(WORK TASK)
Only the lines containing "verbose" should appear in the answer, copied from the listing below.

(THE DATA)
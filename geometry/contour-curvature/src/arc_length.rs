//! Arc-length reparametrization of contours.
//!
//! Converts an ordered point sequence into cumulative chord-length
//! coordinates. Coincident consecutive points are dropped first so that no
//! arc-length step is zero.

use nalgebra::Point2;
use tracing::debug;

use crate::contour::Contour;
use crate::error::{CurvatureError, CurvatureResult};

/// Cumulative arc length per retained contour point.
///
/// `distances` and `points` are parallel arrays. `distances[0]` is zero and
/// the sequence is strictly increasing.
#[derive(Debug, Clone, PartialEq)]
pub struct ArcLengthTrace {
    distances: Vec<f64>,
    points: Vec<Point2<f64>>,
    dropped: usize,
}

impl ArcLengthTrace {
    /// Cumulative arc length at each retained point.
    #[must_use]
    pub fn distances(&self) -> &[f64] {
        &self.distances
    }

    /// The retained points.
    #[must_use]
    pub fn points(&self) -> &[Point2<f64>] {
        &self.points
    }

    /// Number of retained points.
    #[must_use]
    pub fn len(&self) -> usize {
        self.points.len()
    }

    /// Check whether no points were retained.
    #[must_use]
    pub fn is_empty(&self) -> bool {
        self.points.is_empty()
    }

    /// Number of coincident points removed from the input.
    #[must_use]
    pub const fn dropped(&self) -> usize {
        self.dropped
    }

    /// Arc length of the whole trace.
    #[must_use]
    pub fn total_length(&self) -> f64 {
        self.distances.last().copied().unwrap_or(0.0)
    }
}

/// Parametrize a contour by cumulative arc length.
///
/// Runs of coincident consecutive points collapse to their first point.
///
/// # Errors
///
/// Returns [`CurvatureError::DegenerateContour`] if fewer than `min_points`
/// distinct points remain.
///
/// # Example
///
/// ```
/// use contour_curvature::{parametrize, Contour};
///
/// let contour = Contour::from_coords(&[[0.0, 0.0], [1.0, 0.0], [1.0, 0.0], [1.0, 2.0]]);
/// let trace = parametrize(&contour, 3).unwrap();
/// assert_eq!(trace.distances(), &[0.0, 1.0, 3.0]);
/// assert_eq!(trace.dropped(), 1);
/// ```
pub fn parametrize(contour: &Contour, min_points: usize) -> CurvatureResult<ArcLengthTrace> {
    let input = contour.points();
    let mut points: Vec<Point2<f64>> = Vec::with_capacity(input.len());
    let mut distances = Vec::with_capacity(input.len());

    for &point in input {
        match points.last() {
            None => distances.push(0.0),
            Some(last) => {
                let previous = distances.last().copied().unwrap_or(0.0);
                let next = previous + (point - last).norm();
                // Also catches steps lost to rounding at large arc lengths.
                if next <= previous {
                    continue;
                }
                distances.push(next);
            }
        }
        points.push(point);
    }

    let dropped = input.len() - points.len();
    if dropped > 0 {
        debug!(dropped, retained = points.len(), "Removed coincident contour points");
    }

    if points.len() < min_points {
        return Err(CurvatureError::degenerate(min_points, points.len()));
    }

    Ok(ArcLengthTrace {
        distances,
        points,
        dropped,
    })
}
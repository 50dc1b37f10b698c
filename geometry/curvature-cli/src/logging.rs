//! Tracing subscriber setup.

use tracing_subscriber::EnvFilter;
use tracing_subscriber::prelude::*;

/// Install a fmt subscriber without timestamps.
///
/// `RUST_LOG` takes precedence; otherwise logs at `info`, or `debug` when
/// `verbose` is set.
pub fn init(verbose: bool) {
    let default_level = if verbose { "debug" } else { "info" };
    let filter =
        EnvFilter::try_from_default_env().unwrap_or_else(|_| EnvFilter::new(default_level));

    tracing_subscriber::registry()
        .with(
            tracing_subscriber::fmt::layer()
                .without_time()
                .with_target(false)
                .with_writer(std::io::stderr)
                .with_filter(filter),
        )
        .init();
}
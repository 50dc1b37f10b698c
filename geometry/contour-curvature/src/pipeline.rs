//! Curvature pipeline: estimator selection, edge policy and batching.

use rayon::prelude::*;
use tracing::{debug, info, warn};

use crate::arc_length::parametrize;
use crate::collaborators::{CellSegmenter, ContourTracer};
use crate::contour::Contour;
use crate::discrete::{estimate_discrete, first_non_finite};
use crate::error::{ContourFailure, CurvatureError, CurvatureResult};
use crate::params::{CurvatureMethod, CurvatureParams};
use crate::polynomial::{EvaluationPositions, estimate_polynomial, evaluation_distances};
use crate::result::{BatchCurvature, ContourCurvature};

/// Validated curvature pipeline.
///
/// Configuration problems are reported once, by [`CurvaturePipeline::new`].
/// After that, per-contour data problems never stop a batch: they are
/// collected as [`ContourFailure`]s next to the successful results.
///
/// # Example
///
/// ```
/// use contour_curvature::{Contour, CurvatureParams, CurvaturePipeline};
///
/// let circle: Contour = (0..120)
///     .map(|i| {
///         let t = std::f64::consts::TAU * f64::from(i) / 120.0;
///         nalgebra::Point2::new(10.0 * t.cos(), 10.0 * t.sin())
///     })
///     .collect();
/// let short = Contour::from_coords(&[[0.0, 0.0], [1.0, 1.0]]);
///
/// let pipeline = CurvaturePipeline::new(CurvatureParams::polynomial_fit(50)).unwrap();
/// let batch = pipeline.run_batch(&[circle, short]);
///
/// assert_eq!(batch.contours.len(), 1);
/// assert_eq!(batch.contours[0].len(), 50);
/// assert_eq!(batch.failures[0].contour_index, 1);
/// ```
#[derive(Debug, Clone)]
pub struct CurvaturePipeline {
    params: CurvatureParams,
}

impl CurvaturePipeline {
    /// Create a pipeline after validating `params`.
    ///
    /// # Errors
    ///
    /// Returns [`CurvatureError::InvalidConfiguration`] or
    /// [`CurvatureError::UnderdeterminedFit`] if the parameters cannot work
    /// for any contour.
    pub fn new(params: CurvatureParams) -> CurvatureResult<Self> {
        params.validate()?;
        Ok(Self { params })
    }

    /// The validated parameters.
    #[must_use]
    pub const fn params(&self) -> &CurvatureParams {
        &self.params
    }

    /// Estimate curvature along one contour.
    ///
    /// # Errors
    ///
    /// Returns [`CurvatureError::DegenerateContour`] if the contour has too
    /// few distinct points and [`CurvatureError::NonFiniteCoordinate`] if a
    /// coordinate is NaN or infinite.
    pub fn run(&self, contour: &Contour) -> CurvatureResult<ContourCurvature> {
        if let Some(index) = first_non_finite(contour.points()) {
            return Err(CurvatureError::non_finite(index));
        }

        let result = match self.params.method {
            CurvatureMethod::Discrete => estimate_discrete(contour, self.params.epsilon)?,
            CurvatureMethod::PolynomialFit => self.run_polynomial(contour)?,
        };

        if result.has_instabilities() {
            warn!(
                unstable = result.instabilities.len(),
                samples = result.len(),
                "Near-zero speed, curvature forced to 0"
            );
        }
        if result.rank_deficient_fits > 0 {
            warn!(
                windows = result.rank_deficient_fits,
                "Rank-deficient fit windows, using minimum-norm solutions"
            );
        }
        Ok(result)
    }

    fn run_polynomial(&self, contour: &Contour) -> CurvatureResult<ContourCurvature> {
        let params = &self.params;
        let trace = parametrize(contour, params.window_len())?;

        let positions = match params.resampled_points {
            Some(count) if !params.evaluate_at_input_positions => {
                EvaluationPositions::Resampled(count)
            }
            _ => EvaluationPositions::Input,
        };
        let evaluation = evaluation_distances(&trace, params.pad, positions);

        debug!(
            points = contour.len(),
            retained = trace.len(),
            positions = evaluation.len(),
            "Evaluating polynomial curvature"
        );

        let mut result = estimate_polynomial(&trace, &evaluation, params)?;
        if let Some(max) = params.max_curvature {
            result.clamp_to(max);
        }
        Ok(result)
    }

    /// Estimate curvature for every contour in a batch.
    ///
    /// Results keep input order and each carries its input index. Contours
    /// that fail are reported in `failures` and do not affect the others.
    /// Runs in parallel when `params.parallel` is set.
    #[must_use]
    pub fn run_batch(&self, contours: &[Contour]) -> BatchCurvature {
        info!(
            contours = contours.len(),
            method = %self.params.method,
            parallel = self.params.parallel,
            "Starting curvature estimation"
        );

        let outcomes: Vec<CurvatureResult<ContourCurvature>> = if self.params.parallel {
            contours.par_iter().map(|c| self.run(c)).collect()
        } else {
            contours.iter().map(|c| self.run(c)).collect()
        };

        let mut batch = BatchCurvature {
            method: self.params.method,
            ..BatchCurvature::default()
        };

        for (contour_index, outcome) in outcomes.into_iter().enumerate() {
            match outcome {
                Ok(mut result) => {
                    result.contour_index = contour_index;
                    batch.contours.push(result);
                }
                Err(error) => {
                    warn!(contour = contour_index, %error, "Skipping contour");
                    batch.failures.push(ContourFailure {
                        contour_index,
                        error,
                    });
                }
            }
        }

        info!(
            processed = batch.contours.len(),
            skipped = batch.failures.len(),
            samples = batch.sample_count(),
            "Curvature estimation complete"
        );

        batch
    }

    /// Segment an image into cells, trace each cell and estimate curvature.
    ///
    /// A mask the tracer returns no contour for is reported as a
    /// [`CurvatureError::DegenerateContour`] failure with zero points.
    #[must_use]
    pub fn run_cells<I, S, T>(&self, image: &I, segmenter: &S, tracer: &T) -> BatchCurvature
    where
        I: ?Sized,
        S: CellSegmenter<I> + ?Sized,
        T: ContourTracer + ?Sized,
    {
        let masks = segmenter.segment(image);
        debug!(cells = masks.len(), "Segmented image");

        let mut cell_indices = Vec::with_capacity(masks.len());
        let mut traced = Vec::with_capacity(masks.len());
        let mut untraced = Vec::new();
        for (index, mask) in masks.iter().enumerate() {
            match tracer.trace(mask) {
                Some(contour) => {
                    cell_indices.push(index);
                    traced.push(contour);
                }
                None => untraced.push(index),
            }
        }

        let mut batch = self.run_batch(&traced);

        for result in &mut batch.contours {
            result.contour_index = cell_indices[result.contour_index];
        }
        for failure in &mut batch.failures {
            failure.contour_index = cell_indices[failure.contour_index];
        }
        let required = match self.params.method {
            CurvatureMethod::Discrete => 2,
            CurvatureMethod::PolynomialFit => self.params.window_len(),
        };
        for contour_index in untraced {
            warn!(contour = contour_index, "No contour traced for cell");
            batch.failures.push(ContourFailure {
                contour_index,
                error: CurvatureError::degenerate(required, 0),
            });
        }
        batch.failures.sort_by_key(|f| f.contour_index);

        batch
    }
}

(SOLUTION)
/// `verbose` is set.
pub fn init(verbose: bool) {
    let default_level = if verbose { "debug" } else { "info" };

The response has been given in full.